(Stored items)
______

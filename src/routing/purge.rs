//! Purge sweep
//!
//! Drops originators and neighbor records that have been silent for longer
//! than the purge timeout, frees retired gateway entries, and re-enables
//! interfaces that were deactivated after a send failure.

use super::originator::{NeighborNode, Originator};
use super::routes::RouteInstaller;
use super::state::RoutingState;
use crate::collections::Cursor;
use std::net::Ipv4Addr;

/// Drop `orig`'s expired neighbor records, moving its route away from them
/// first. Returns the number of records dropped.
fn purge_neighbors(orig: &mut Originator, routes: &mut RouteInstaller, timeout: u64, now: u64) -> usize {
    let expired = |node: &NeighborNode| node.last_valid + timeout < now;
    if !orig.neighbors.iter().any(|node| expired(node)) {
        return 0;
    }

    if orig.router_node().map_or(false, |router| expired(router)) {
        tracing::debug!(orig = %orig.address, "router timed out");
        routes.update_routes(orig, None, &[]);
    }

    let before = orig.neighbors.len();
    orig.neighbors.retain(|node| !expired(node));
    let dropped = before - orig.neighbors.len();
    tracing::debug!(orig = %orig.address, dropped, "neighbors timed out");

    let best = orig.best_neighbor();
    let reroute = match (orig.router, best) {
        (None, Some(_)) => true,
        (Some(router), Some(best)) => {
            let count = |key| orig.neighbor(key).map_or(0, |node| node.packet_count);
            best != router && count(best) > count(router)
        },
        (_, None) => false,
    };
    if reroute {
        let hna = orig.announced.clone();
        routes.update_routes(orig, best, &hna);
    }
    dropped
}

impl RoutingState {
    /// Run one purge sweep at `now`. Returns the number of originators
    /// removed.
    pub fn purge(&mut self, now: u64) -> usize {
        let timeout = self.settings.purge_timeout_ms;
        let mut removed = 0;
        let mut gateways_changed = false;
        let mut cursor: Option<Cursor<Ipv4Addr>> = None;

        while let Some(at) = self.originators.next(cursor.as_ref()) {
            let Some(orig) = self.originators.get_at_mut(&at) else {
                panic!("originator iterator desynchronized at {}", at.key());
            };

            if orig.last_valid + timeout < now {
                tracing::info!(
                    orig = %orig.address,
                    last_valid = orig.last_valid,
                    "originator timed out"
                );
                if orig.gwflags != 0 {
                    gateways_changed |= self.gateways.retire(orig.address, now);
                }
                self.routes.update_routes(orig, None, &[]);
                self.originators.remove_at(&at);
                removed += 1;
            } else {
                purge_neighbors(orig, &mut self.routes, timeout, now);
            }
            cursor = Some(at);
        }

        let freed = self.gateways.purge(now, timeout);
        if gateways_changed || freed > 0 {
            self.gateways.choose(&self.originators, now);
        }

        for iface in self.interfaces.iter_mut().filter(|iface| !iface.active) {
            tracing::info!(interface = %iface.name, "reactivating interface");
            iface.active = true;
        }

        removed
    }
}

______

> **INSTRUCTIONS FOR THE TASK**: Using the data above, reproduce exactly the lines from the line that contains "let hna = orig.announced.clone();" through the line that contains "let timeout = self.settings.purge_timeout_ms;", including both.

> **OUTPUT OF THE TASK**:
        let hna = orig.announced.clone();
        routes.update_routes(orig, best, &hna);
    }
    dropped
}

impl RoutingState {
    /// Run one purge sweep at `now`. Returns the number of originators
    /// removed.
    pub fn purge(&mut self, now: u64) -> usize {
        let timeout = self.settings.purge_timeout_ms;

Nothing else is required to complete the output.